Feeling stressed-out? One mom's story plus 9 expert tips to help you

Jenny Bent works as a hairstylist -- a tough job that she considers the easy part of her day.

Bent has eight children. By 8 a.m. in the morning, she's already sent the older kids off to school. Then, while doing two loads of laundry, she feeds the younger ones before heading to work.

It takes organization, and a sense of humor.

"You know, I went to confession once and I was saying, 'Oh my God, they're driving me crazy!' And he says, 'Well, try to be like Mary', and I said, 'Mary only had one!'" Bent said of her busy life.

But some things just aren't funny. The subject of money brings Bent to tears.

The Alliance Institute for Integrative Medicine offers classes that teach people how to quiet their minds when stress gets overwhelming.

Doctors Steve and Sandi Amoils teach their patients a variety of techniques and treatments to deal with stress. They say if you don't control stress, it can make you sick.

"The things that cause a lot of stress are things that are novel, that you've never been exposed to, that are unpredictable, a threat to your survival," Dr. Sandi Amoils said.

And that's what happened to Bent and her husband. They lost their house due to foreclosure when she was pregnant with their seventh child.

Through the stress, Bent said she had her own way of coping.

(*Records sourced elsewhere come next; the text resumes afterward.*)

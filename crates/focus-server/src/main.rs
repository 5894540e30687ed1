//! Focus server entry point.

use std::path::PathBuf;

use anyhow::{Context, Result};
use clap::Parser;
use focus_engine::FocusWindowResolver;
use focus_server::{config::Config, start_server, store, AppState};
use tracing_subscriber::{layer::SubscriberExt, util::SubscriberInitExt, EnvFilter};

/// Focus-window suggestion service
#[derive(Parser, Debug)]
#[command(name = "focus-server")]
#[command(version, about, long_about = None)]
struct Args {
    /// Path to configuration file
    #[arg(short, long)]
    config: Option<PathBuf>,

    /// Port to listen on (overrides config and PORT)
    #[arg(short, long)]
    port: Option<u16>,

    /// Emit logs as JSON
    #[arg(long)]
    json_logs: bool,
}

#[tokio::main]
async fn main() -> Result<()> {
    let args = Args::parse();
    init_tracing(args.json_logs);

    tracing::info!("Starting focus-server v{}", env!("CARGO_PKG_VERSION"));

    let mut config = Config::load(args.config.as_deref()).context("Failed to load configuration")?;
    config
        .apply_env(|key| std::env::var(key).ok())
        .context("Invalid environment override")?;
    if let Some(port) = args.port {
        config.server.port = port;
    }
    config.validate().context("Invalid configuration")?;

    let hours = config.hours.work_hours()?;
    let store = store::from_config(&config.store).context("Failed to set up event store")?;
    tracing::info!(
        start_hour = hours.start_hour(),
        end_hour = hours.end_hour(),
        timezone = %hours.timezone(),
        "work hours"
    );

    let state = AppState::new(FocusWindowResolver::new(hours), config.duration, store);
    start_server(&config.server, state)
        .await
        .context("Server error")?;

    Ok(())
}

fn init_tracing(json_logs: bool) {
    let filter = EnvFilter::try_from_default_env()
        .unwrap_or_else(|_| EnvFilter::new("focus_server=info,focus_engine=info,tower_http=info"));

    if json_logs {
        tracing_subscriber::registry()
            .with(filter)
            .with(tracing_subscriber::fmt::layer().json())
            .init();
    } else {
        tracing_subscriber::registry()
            .with(filter)
            .with(tracing_subscriber::fmt::layer())
            .init();
    }
}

"I would scream the rosary," she said. "I would scream the rosary as if I was yelling at somebody and then it got easier to pray the rosary."

That was four years ago. Money worries remain, but prayer still helps calm her mind.

Bent even prays for her clients.

The Amoils say a sense of community helps to protect against stress, and Bent has that at the salon, in her church community and in her family.

While prayer works for Bent,  it's not the only answer. Here are some tips from "Get Well & Stay Well," by Steve Amoils, MD and Sandi Amoils, MD, co-directors of the Alliance for Integrative Medicine.


Transforming Stress into Success

1. Simplify your life, which means learning how to say no.

2. Reduce the use of stimulants, such as alcohol, caffeine and nicotine.

3. Use social connections,develop a sense of community. Join a support group, talk with a friend.

4. Take time every day just for yourself. Consider meditating or journaling.

5. Be clear with other people about what you want and need.

6. Laugh!

7. Exercise in a way that works for you.

8. Accept what life throws at you. Some things you just can't change.